30 April 2019 | News
This clinical trial, which involved 12 patients with Parkinson’s disease, was conducted in collaboration with investigators from Royal Melbourne Hospital, a leading medical institution with an international reputation for excellence.
International Stem Cell Corporation, a California-based clinical stage biotechnology company developing stem cell-based therapies and biomedical products has announced the completion of subject enrollment in its phase 1 clinical trial of ISC-hpNSC for the treatment of Parkinson’s disease. The fourth subject of the third cohort, who was the twelfth and final subject of phase 1 clinical study, was successfully transplanted with the highest dose of ISC-hpNSC cells. This clinical trial, which involved 12 patients with Parkinson’s disease, was conducted in collaboration with investigators from Royal Melbourne Hospital, a leading medical institution with an international reputation for excellence.

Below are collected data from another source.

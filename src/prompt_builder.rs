use crate::beat_planner::{default_negatives, merge_negatives, sanitize_prompt, truncate_to_tokens};
use crate::config::{Config, StyleTemplate, TopicAdapter};
use crate::plan::{NarrationSpan, ShotType, VisualPlan};
use crate::seed::seed_for_image;
use serde::{Deserialize, Serialize};

/// Final, self-contained generation request for one item of one beat.
#[derive(Debug, Clone, PartialEq, Serialize, Deserialize)]
pub struct PromptSpec {
    pub beat_id: String,
    pub shot_type: ShotType,
    pub prompt: String,
    pub negatives: Vec<String>,
    pub seed: u32,
    pub seed_group: String,
    pub item_index: usize,
    #[serde(default, skip_serializing_if = "Option::is_none")]
    pub start_s: Option<f64>,
    #[serde(default, skip_serializing_if = "Option::is_none")]
    pub end_s: Option<f64>,
    #[serde(default, skip_serializing_if = "Option::is_none")]
    pub narration_span: Option<NarrationSpan>,
}

impl PromptSpec {
    pub fn negative_prompt(&self) -> String {
        self.negatives.join(", ")
    }
}

/// Per-run inputs the builder needs besides the plan itself.
#[derive(Debug, Clone)]
pub struct PromptContext {
    pub topic: String,
    pub seed_namespace: String,
    pub style: StyleTemplate,
    pub adapter: TopicAdapter,
    pub max_prompt_tokens: usize,
    pub normalize_render_shots: bool,
}

impl PromptContext {
    pub fn from_config(cfg: &Config, topic: &str) -> Self {
        Self {
            topic: topic.to_string(),
            seed_namespace: cfg.continuity.seed_namespace.clone(),
            style: cfg.style_for_topic(topic),
            adapter: cfg.adapter_for_topic(topic),
            max_prompt_tokens: cfg.planner.max_prompt_tokens,
            normalize_render_shots: cfg.planner.normalize_render_shots,
        }
    }
}

fn style_suffix(style: &StyleTemplate, locks: &[String]) -> String {
    locks
        .iter()
        .map(String::as_str)
        .chain([style.base_style.as_str(), style.colors.as_str(), style.mood.as_str()])
        .map(str::trim)
        .filter(|s| !s.is_empty())
        .collect::<Vec<_>>()
        .join(", ")
}

/// Appends the style bits to `instruction` without letting them be cut off by
/// the word budget: the instruction is shortened first, never below half the
/// budget.
fn compose_prompt(instruction: &str, suffix: &str, shot: ShotType, max_tokens: usize) -> String {
    let style_words = suffix.split_whitespace().count();
    let room = max_tokens.saturating_sub(style_words).max(max_tokens / 2).max(1);
    let head = truncate_to_tokens(instruction, room);
    let joined = if suffix.is_empty() {
        head
    } else if head.is_empty() {
        suffix.to_string()
    } else {
        format!("{head}, {suffix}")
    };
    sanitize_prompt(&joined, shot, max_tokens)
}

/// Flattens a planned visual plan into one `PromptSpec` per generation item,
/// in beat order. Seeds are keyed on the run topic in `ctx`, the same key QA
/// retries use.
pub fn build_prompts(plan: &VisualPlan, ctx: &PromptContext) -> Vec<PromptSpec> {
    let topic = ctx.topic.as_str();

    plan.beats
        .iter()
        .flat_map(|beat| {
            beat.prompts.iter().enumerate().map(move |(index, item)| {
                let shot_type = if ctx.normalize_render_shots {
                    beat.shot_type.render_alias()
                } else {
                    beat.shot_type
                };
                let suffix = style_suffix(&ctx.style, &item.style_locks);
                let prompt = compose_prompt(&item.prompt, &suffix, beat.shot_type, ctx.max_prompt_tokens);
                let negatives = merge_negatives(
                    ctx.adapter
                        .negatives
                        .iter()
                        .cloned()
                        .chain(item.negatives.iter().cloned())
                        .chain(default_negatives()),
                );

                PromptSpec {
                    beat_id: beat.id.clone(),
                    shot_type,
                    prompt,
                    negatives,
                    seed: seed_for_image(&ctx.seed_namespace, topic, &beat.seed_group, index, None),
                    seed_group: beat.seed_group.clone(),
                    item_index: index,
                    start_s: beat.start_s,
                    end_s: beat.end_s,
                    narration_span: Some(beat.narration_span),
                }
            })
        })
        .collect()
}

"We are excited to announce the completion of enrollment of the world’s first approved human pluripotent stem cell-based clinical trial for the treatment of Parkinson's disease. This is a major milestone for the Company and we expect to announce complete clinical results of this phase 1 clinical trial in the first half of 2020," commented ISCO's Co-Chairman and CEO Andrey Semechkin, PhD.
“In addition, now that we have completed the most expensive stage of the phase 1 clinical trial, ISCO will have more resources available to invest in growing and developing its commercial business, where we have recently made significant progress,” he continued.

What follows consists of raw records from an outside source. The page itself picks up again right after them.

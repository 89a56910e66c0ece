// Copyright 2026 Phillip Cloud
// Licensed under the Apache License, Version 2.0

use crate::{CellValue, QueryResult};

pub const PAGE_SIZE: usize = 10;

pub fn total_pages(row_count: usize) -> usize {
    if row_count == 0 {
        1
    } else {
        row_count.div_ceil(PAGE_SIZE)
    }
}

/// 1-based inclusive row numbers shown on a page.
#[derive(Debug, Clone, Copy, PartialEq, Eq)]
pub struct PageRange {
    pub first: usize,
    pub last: usize,
    pub total: usize,
}

#[derive(Debug, Clone, PartialEq)]
pub struct ResultPager {
    result: Option<QueryResult>,
    page: usize,
}

impl Default for ResultPager {
    fn default() -> Self {
        Self {
            result: None,
            page: 1,
        }
    }
}

impl ResultPager {
    pub fn result(&self) -> Option<&QueryResult> {
        self.result.as_ref()
    }

    pub const fn page(&self) -> usize {
        self.page
    }

    pub fn total_pages(&self) -> usize {
        total_pages(self.row_count())
    }

    pub fn row_count(&self) -> usize {
        self.result.as_ref().map_or(0, QueryResult::row_count)
    }

    pub fn needs_pagination(&self) -> bool {
        self.row_count() > PAGE_SIZE
    }

    pub fn clear(&mut self) {
        self.result = None;
        self.page = 1;
    }

    pub fn set_result(&mut self, result: QueryResult) {
        self.result = Some(result);
        self.page = 1;
    }

    pub fn visible_rows(&self) -> &[Vec<CellValue>] {
        let Some(result) = &self.result else {
            return &[];
        };
        let rows = result.rows();
        let start = (self.page - 1).saturating_mul(PAGE_SIZE).min(rows.len());
        let end = start.saturating_add(PAGE_SIZE).min(rows.len());
        &rows[start..end]
    }

    pub fn range(&self) -> Option<PageRange> {
        let total = self.row_count();
        if total == 0 {
            return None;
        }
        let first = (self.page - 1) * PAGE_SIZE + 1;
        Some(PageRange {
            first,
            last: (first + PAGE_SIZE - 1).min(total),
            total,
        })
    }

    /// Returns `true` when the page moved.
    pub fn prev_page(&mut self) -> bool {
        let before = self.page;
        self.page = self.page.saturating_sub(1).max(1);
        self.page != before
    }

    pub fn next_page(&mut self) -> bool {
        let before = self.page;
        self.page = (self.page + 1).min(self.total_pages());
        self.page != before
    }
}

The goal of this study is to assess the safety and incidence of treatment-emergent adverse events after intracerebral transplantation of 30 million, 50 million, and 70 million ISC-hpNSC cells into the substantia nigra and striatum of patients with Parkinson’s disease. Thus far there have been no serious adverse events related to the transplanted ISC-hpNSC, which is a very significant achievement due to the invasive nature of the transplantation procedure. Preliminary efficacy is also evaluated through secondary endpoints, although no definitive conclusions can be drawn due to the fact that this is a clinical study with no placebo control group. Secondary endpoints assess the change from baseline in different neurological scales such as Unified Parkinson’s Disease Rating Scale, Parkinson’s Disease Quality of Life Questionnair-39, and Patient motor diary. After transplantation, patients are evaluated for 12 months (active phase of the study) with an additional 5-year observational follow-up period to assess the safety of ISC-hpNSC. Eight patients have already completed the 12-month study and entered the follow-up phase.

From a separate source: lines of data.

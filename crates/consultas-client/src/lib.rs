// Copyright 2026 Phillip Cloud
// Licensed under the Apache License, Version 2.0

use anyhow::{Context, Result, anyhow, bail};
use consultas_app::{CellValue, FormValues, QueryId, QueryResult};
use reqwest::StatusCode;
use reqwest::blocking::Client as HttpClient;
use serde::Deserialize;
use serde_json::Value;
use std::time::Duration;
use thiserror::Error;
use tracing::{debug, warn};
use url::Url;

const QUERY_PATH: &str = "api/consulta";
const HEALTH_PATH: &str = "health";
const MAX_BODY_IN_MESSAGE: usize = 200;

#[derive(Debug, Error)]
pub enum DispatchError {
    #[error("cannot reach {base_url} -- check that the query server is running ({source})")]
    Connection {
        base_url: String,
        #[source]
        source: reqwest::Error,
    },
    #[error("HTTP error {status} {status_text}{}", detail_suffix(.body))]
    Http {
        status: u16,
        status_text: String,
        body: String,
    },
    #[error("malformed response: {0}")]
    Schema(String),
}

impl DispatchError {
    pub const fn kind(&self) -> &'static str {
        match self {
            Self::Connection { .. } => "connection",
            Self::Http { .. } => "http",
            Self::Schema(_) => "schema",
        }
    }
}

#[derive(Debug, Clone)]
pub struct Client {
    base_url: String,
    timeout: Option<Duration>,
    http: HttpClient,
}

impl Client {
    /// `timeout` of `None` waits on the server indefinitely.
    pub fn new(base_url: &str, timeout: Option<Duration>) -> Result<Self> {
        let base_url = validate_base_url(base_url)?;
        let http = HttpClient::builder()
            .timeout(timeout)
            .build()
            .context("build HTTP client")?;

        Ok(Self {
            base_url,
            timeout,
            http,
        })
    }

    pub fn base_url(&self) -> &str {
        &self.base_url
    }

    pub fn timeout(&self) -> Option<Duration> {
        self.timeout
    }

    pub fn query_url(&self, query_id: QueryId) -> String {
        format!("{}/{QUERY_PATH}/{query_id}", self.base_url)
    }

    pub fn dispatch(
        &self,
        query_id: QueryId,
        params: &FormValues,
    ) -> Result<QueryResult, DispatchError> {
        let url = self.query_url(query_id);
        debug!(%url, fields = params.len(), "sending query");

        let response = self
            .http
            .post(&url)
            .json(params)
            .send()
            .map_err(|source| DispatchError::Connection {
                base_url: self.base_url.clone(),
                source,
            })?;

        let status = response.status();
        if !status.is_success() {
            let body = response.text().unwrap_or_default();
            warn!(%url, status = status.as_u16(), "query server returned an error status");
            return Err(http_error(status, body));
        }

        let body = response
            .text()
            .map_err(|error| DispatchError::Schema(format!("read response body: {error}")))?;
        let result = parse_result(&body)?;
        debug!(%url, rows = result.row_count(), "query returned");
        Ok(result)
    }

    pub fn ping(&self) -> Result<()> {
        let url = format!("{}/{HEALTH_PATH}", self.base_url);
        let response = self.http.get(&url).send().map_err(|source| {
            anyhow!(DispatchError::Connection {
                base_url: self.base_url.clone(),
                source,
            })
        })?;

        let status = response.status();
        if !status.is_success() {
            let body = response.text().unwrap_or_default();
            bail!(
                "health check at {url} failed: {}",
                http_error(status, body)
            );
        }
        Ok(())
    }
}

#[derive(Debug, Deserialize)]
struct RawResult {
    columns: Option<Vec<String>>,
    rows: Option<Vec<Vec<CellValue>>>,
}

#[derive(Debug, Deserialize)]
struct DetailEnvelope {
    detail: String,
}

/// Decodes a success body into a result, rejecting anything but a JSON
/// object, objects without `columns` or `rows`, and rows that disagree with
/// the column count.
pub fn parse_result(body: &str) -> Result<QueryResult, DispatchError> {
    let value: Value = serde_json::from_str(body)
        .map_err(|error| DispatchError::Schema(format!("response is not JSON: {error}")))?;
    if !value.is_object() {
        return Err(DispatchError::Schema(format!(
            "response is not a result object (got {})",
            json_kind(&value)
        )));
    }
    let raw: RawResult = serde_json::from_value(value)
        .map_err(|error| DispatchError::Schema(format!("response is not a result object: {error}")))?;
    let columns = raw
        .columns
        .ok_or_else(|| DispatchError::Schema("response has no 'columns' field".to_owned()))?;
    let rows = raw
        .rows
        .ok_or_else(|| DispatchError::Schema("response has no 'rows' field".to_owned()))?;
    QueryResult::new(columns, rows).map_err(|error| DispatchError::Schema(error.to_string()))
}

fn json_kind(value: &Value) -> &'static str {
    match value {
        Value::Null => "null",
        Value::Bool(_) => "a boolean",
        Value::Number(_) => "a number",
        Value::String(_) => "a string",
        Value::Array(_) => "an array",
        Value::Object(_) => "an object",
    }
}

fn http_error(status: StatusCode, body: String) -> DispatchError {
    DispatchError::Http {
        status: status.as_u16(),
        status_text: status.canonical_reason().unwrap_or_default().to_owned(),
        body,
    }
}

fn detail_suffix(body: &str) -> String {
    if let Ok(envelope) = serde_json::from_str::<DetailEnvelope>(body)
        && !envelope.detail.trim().is_empty()
    {
        return format!(": {}", envelope.detail.trim());
    }

    let trimmed = body.trim();
    if trimmed.is_empty() {
        return String::new();
    }
    if trimmed.chars().count() > MAX_BODY_IN_MESSAGE {
        let head = trimmed.chars().take(MAX_BODY_IN_MESSAGE).collect::<String>();
        return format!(": {head}...");
    }
    format!(": {trimmed}")
}

fn validate_base_url(raw: &str) -> Result<String> {
    let trimmed = raw.trim().trim_end_matches('/');
    if trimmed.is_empty() {
        bail!("server.base_url must not be empty");
    }
    let parsed = Url::parse(trimmed)
        .with_context(|| format!("server.base_url {trimmed:?} is not a valid URL"))?;
    if !matches!(parsed.scheme(), "http" | "https") {
        bail!(
            "server.base_url {trimmed:?} must use http or https, got {:?}",
            parsed.scheme()
        );
    }
    Ok(trimmed.to_owned())
}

Parkinson's disease is a degenerative disorder of the central nervous system mainly affecting the motor system. The motor symptoms of Parkinson's disease result from the death of dopamine-generating cells in the substantia nigra, a region of the midbrain. Early in the course of the disease, the most obvious symptoms are movement-related. These symptoms include shaking, rigidity, slowness of movement and difficulty with walking and gait. Later, thinking and behavioral problems may arise, with dementia commonly occurring in the advanced stages of the disease. Depression is the most common psychiatric symptom. Parkinson's disease is more common in people over the age of 50.
There are no approved treatments that restore damaged dopaminergic neurons. Medications typically used in the treatment of Parkinson's disease, levodopa, and dopamine agonists, improve the early symptoms of the disease. As the disease progresses and dopaminergic neurons continue to be lost, the drugs eventually become ineffective, while at the same time frequently producing a complication marked by involuntary writhing movements. There are over 10 million people afflicted with Parkinson's disease, worldwide. In 2013 Parkinson's disease resulted in about 103,000 deaths, globally. In 1990, the death toll recorded was 44,000.
International Stem Cell Corporation (ISCO) is focused on the therapeutic applications of human parthenogenetic stem cells (hpSCs) and the development and commercialization of cell-based research and cosmetic products. ISCO's core technology, parthenogenesis, results in the creation of pluripotent human stem cells from unfertilized oocytes (eggs). hpSCs avoid ethical issues associated with the use or destruction of viable human embryos. ISCO scientists have created the first parthenogenetic, homozygous stem cell line that can be a source of therapeutic cells for hundreds of millions of individuals of differing genders, ages and racial background with minimal immune rejection after transplantation. hpSCs offer the potential to create the first true stem cell bank, UniStemCell.